Okra and Tomato Stew:

  • ½ cup extra virgin olive oil
  • 1 medium yellow onion, thinly sliced
  • ½ teaspoon ground turmeric
  • ¼ teaspoon cayenne pepper
  • Kosher salt and freshly ground black pepper to taste
  • 1 teaspoon minced fresh garlic
  • 2 medium plum tomatoes, diced
  • 1 pound okra, stems trimmed and sliced crosswise ½ inch thick
  • ½ cup chopped cilantro
  • 1 teaspoon garam masala
  • Jasmine or other white rice and lime wedges for serving

Instructions

  1. Make the raita: In a medium bowl, stir together the yogurt, cucumber, garlic, cilantro, mint, lime juice, cumin, garam masala, cayenne, and salt to taste. Cover and refrigerate until ready to use.
  2. Make the stew: In a large skillet, heat the olive oil over medium-high heat. Add the onions and cook, stirring occasionally, until translucent, about 7 minutes.
  3. Add the turmeric, cayenne, 1 teaspoon salt, and a few grindings of black pepper. Cook and stir until fragrant, 1 to 2 minutes. Add the garlic and cook 30 seconds. Add the tomatoes; cook and stir for a minute more. Add the okra; cook and stir for 2 minutes more.
  4. Cover and continue cooking, stirring occasionally, until the okra is tender but not mushy, 5 to 7 minutes. Remove from the heat, and stir in half the cilantro, lime juice, and garam masala.
  5. Divide the okra among serving bowls and garnish each with a dollop of raita and the remaining cilantro. Serve with rice and lime wedges.

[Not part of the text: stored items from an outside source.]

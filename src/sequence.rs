//! Implements the animated image and image sequence interface.

use crate::{Error, FrameIterator, Image, ImageFormat, Pixel, Result};
use std::{fs::File, io::Read, path::Path, time::Duration};

/// The method used to dispose a frame before transitioning to the next frame in an image sequence.
#[derive(Copy, Clone, Debug, Default, PartialEq, Eq, Hash)]
pub enum DisposalMethod {
    /// No disposal was specified. The frame is left in place, just like [`Self::Keep`].
    #[default]
    None,
    /// Do not dispose the current frame. Usually not desired for transparent images.
    Keep,
    /// Dispose the current frame's region completely and replace it with the image's background
    /// color.
    Background,
    /// Dispose and replace the current frame's region with what was there before the frame was
    /// drawn.
    Previous,
}

impl DisposalMethod {
    /// Resolves the disposal method from its 3-bit GIF code. Reserved codes are treated as
    /// [`Self::None`].
    #[must_use]
    pub const fn from_code(code: u8) -> Self {
        match code {
            1 => Self::Keep,
            2 => Self::Background,
            3 => Self::Previous,
            _ => Self::None,
        }
    }
}

/// Represents a frame in an image sequence. It encloses an [`Image`] and extra metadata
/// about the frame.
///
/// The image of a decoded frame always spans the full logical screen of the sequence, with all
/// previous frames already composited into it.
///
/// # See Also
/// * [`ImageSequence`] for more information about image sequences.
#[derive(Clone, Debug)]
pub struct Frame<P: Pixel> {
    inner: Image<P>,
    delay: Duration,
    disposal: DisposalMethod,
}

impl<P: Pixel> Frame<P> {
    /// Creates a new frame with the given image and default metadata.
    #[must_use]
    pub fn from_image(image: Image<P>) -> Self {
        Self {
            inner: image,
            delay: Duration::default(),
            disposal: DisposalMethod::default(),
        }
    }

    /// Takes this frame and sets the frame delay to the given duration.
    #[must_use]
    pub const fn with_delay(mut self, delay: Duration) -> Self {
        self.delay = delay;
        self
    }

    /// Takes this frame and sets the disposal method for this frame when transitioning to the next.
    #[must_use]
    pub const fn with_disposal(mut self, disposal: DisposalMethod) -> Self {
        self.disposal = disposal;
        self
    }

    /// Returns a reference to the image this frame contains.
    #[must_use]
    pub const fn image(&self) -> &Image<P> {
        &self.inner
    }

    /// Returns a mutable reference to the image this frame contains.
    pub fn image_mut(&mut self) -> &mut Image<P> {
        &mut self.inner
    }

    /// Consumes this frame returning the inner image it represents.
    #[allow(clippy::missing_const_for_fn)] // can't use destructors with const fn
    #[must_use]
    pub fn into_image(self) -> Image<P> {
        self.inner
    }

    /// Returns the delay duration for this frame.
    #[must_use]
    pub const fn delay(&self) -> Duration {
        self.delay
    }

    /// Returns the disposal method for this frame.
    #[must_use]
    pub const fn disposal(&self) -> DisposalMethod {
        self.disposal
    }
}

impl<P: Pixel> From<Image<P>> for Frame<P> {
    fn from(image: Image<P>) -> Self {
        Self::from_image(image)
    }
}

impl<P: Pixel> From<Frame<P>> for Image<P> {
    fn from(frame: Frame<P>) -> Self {
        frame.into_image()
    }
}

impl<P: Pixel> std::ops::Deref for Frame<P> {
    type Target = Image<P>;

    fn deref(&self) -> &Self::Target {
        self.image()
    }
}

/// Determines how many times an image sequence should repeat itself, or if it
/// should repeat infinitely.
#[derive(Copy, Clone, Debug, Default, PartialEq, Eq, Hash)]
pub enum LoopCount {
    /// Loops infinitely.
    #[default]
    Infinite,
    /// Loops the specified amount of times.
    Exactly(u32),
}

impl LoopCount {
    /// Returns the exact number of times this loop should be repeated or 0.
    #[must_use]
    pub const fn count_or_zero(self) -> u32 {
        match self {
            Self::Infinite => 0,
            Self::Exactly(count) => count,
        }
    }
}

/// Represents a sequence of image frames such as an animated image.
///
/// This is the eager counterpart of a [`FrameIterator`]: every frame has already been decoded.
///
/// # See Also
/// * [`Image`] for the static image counterpart
/// * [`Frame`] to see how each frame is represented in an image sequence.
#[derive(Clone, Debug, Default)]
pub struct ImageSequence<P: Pixel> {
    frames: Vec<Frame<P>>,
    loops: LoopCount,
}

impl<P: Pixel> IntoIterator for ImageSequence<P> {
    type Item = Frame<P>;
    type IntoIter = std::vec::IntoIter<Frame<P>>;

    fn into_iter(self) -> Self::IntoIter {
        self.frames.into_iter()
    }
}

impl<P: Pixel> FromIterator<Frame<P>> for ImageSequence<P> {
    fn from_iter<T>(iter: T) -> Self
    where
        T: IntoIterator<Item = Frame<P>>,
    {
        Self::from_frames(iter.into_iter().collect())
    }
}

impl<P: Pixel> ImageSequence<P> {
    /// Creates a new image sequence with no frames.
    #[must_use]
    pub fn new() -> Self {
        Self::default()
    }

    /// Decodes the image sequence with the explicitly given image encoding from the raw byte
    /// reader.
    ///
    /// This decodes frames lazily as an iterator. Call [`FrameIterator::into_sequence`] to
    /// collect all frames greedily into an [`ImageSequence`].
    ///
    /// # Errors
    /// * The header of the stream could not be decoded, maybe it is corrupt.
    /// * `UnknownEncodingFormat`: There is no decoder for the given format.
    pub fn from_read<'a, R: Read + 'a>(
        format: ImageFormat,
        bytes: R,
    ) -> Result<Box<dyn FrameIterator<P> + 'a>>
    where
        P: 'a,
    {
        format.run_sequence_decoder(bytes)
    }

    /// Decodes an image sequence with the explicitly given image encoding from the byte slice.
    /// Could be useful in conjunction with the `include_bytes!` macro.
    ///
    /// This decodes frames lazily as an iterator. Call [`FrameIterator::into_sequence`] to
    /// collect all frames greedily into an [`ImageSequence`].
    ///
    /// # Errors
    /// * The header of the stream could not be decoded, maybe it is corrupt.
    /// * `UnknownEncodingFormat`: There is no decoder for the given format.
    pub fn from_bytes<'a>(
        format: ImageFormat,
        bytes: &'a [u8],
    ) -> Result<Box<dyn FrameIterator<P> + 'a>>
    where
        P: 'a,
    {
        format.run_sequence_decoder(bytes)
    }

    /// Decodes an image sequence from the given byte slice, inferring its encoding.
    ///
    /// This decodes frames lazily as an iterator. Call [`FrameIterator::into_sequence`] to
    /// collect all frames greedily into an [`ImageSequence`].
    ///
    /// # Errors
    /// * The header of the stream could not be decoded, maybe it is corrupt.
    /// * `UnknownEncodingFormat`: Could not infer the encoding from the image. Try explicitly
    ///   specifying it.
    pub fn from_bytes_inferred<'a>(bytes: &'a [u8]) -> Result<Box<dyn FrameIterator<P> + 'a>>
    where
        P: 'a,
    {
        match ImageFormat::infer_encoding(bytes) {
            ImageFormat::Unknown => Err(Error::UnknownEncodingFormat),
            format => format.run_sequence_decoder(bytes),
        }
    }

    /// Opens a file from the given path and decodes it, returning an iterator over its frames.
    ///
    /// The encoding of the image is inferred from the file extension, falling back to the
    /// contents of the file.
    ///
    /// # Errors
    /// * An error occured while reading the file.
    /// * The header of the stream could not be decoded.
    pub fn open<'a>(path: impl AsRef<Path>) -> Result<Box<dyn FrameIterator<P> + 'a>>
    where
        P: 'a,
    {
        let mut file = File::open(path.as_ref())?;

        match ImageFormat::from_path(path) {
            ImageFormat::Unknown => {
                let mut buffer = Vec::new();
                file.read_to_end(&mut buffer)?;

                match ImageFormat::infer_encoding(&buffer) {
                    ImageFormat::Unknown => Err(Error::UnknownEncodingFormat),
                    format => format.run_sequence_decoder(std::io::Cursor::new(buffer)),
                }
            }
            format => format.run_sequence_decoder(std::io::BufReader::new(file)),
        }
    }

    /// Creates a new image sequence from the given frames.
    #[must_use]
    pub fn from_frames(frames: Vec<Frame<P>>) -> Self {
        Self {
            frames,
            ..Self::default()
        }
    }

    /// Adds a new frame to this image sequence and returns this sequence. Useful for
    /// method-chaining.
    #[must_use]
    pub fn with_frame(mut self, frame: Frame<P>) -> Self {
        self.frames.push(frame);
        self
    }

    /// Adds a new frame to this image sequence.
    pub fn push_frame(&mut self, frame: Frame<P>) {
        self.frames.push(frame);
    }

    /// Returns how many times this image sequence loops for.
    #[must_use]
    pub const fn loop_count(&self) -> LoopCount {
        self.loops
    }

    /// Takes this image and sets how many times this image sequence loops for.
    #[must_use]
    pub const fn with_loop_count(mut self, loops: LoopCount) -> Self {
        self.loops = loops;
        self
    }

    /// Consumes this image sequence and returns the frames it contains.
    #[must_use]
    #[allow(clippy::missing_const_for_fn)]
    pub fn into_frames(self) -> Vec<Frame<P>> {
        self.frames
    }

    /// Iterates through the frames in this image sequence by reference.
    pub fn iter(&self) -> impl Iterator<Item = &Frame<P>> {
        self.frames.iter()
    }

    /// Returns whether there are no frames in the image sequence.
    #[must_use]
    pub fn is_empty(&self) -> bool {
        self.frames.is_empty()
    }

    /// Returns the number of frames in this image sequence.
    #[must_use]
    pub fn len(&self) -> usize {
        self.frames.len()
    }

    /// Consumes this image sequence and returns the first image.
    ///
    /// # Errors
    /// * `EmptyImageError`: The image sequence is empty.
    pub fn into_first_image(self) -> Result<Image<P>> {
        self.frames
            .into_iter()
            .next()
            .map(Frame::into_image)
            .ok_or(Error::EmptyImageError)
    }

    /// Returns a reference to the first frame in the image sequence, if any.
    #[must_use]
    pub fn first_frame(&self) -> Option<&Frame<P>> {
        self.frames.first()
    }
}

Susan Puckett is an Atlanta-based food writer and cookbook author.

Tuscan-Style Shrimp with White Beans

This classic Mediterranean combo is as simple and healthy as it is delicious. A green salad and a loaf of crusty bread is all you need to turn this 30-minute one-skillet meal into a company feast. Variations abound; this one is adapted from “Milk Street: Cook What You Have” by Christopher Kimball (Voracious, $35). Serves 4. – Susan Puckett

Ingredients

  • 3 tablespoons extra-virgin olive oil, plus more to serve
  • 1 medium yellow onion, finely chopped
  • 2 large garlic cloves, finely chopped
  • 1 sprig fresh rosemary, or ½ teaspoon dried
  • ¼ teaspoon red pepper flakes, plus more for serving
  • Kosher salt and ground black pepper
  • 2 (15 ½-ounce) cans cannellini or other white beans, drained and rinsed
  • ¾ cup dry white wine
  • 1 pound extra-large shrimp, peeled and deveined (thawed of frozen)
  • 1 cup lightly packed fresh parsley or basil, or a combination, roughly chopped

Directions

  1. Heat the oil in a large skillet over medium-high heat until shimmering. Add the onion, garlic, rosemary, ¼ teaspoon red pepper flakes, and ½ teaspoon salt. Cook, stirring occasionally, until the onion is tender and translucent, 4 to 6 minutes.
  2. Stir in the beans, then add the wine and cook, uncovered, stirring occasionally, until the liquid has evaporated.
  3. Stir in the shrimp and spread out in an even layer. Cover, reduce the heat to medium-low, and cook for 4 to 6 minutes, flipping once halfway through, until the shrimp are opaque throughout.
  4. Remove the pan from the heat, season to taste with salt and pepper, and remove and discard the rosemary sprig if used. Stir in the herbs, ladle onto plates, and drizzle with a little more oil if desired. Serve warm or room temperature.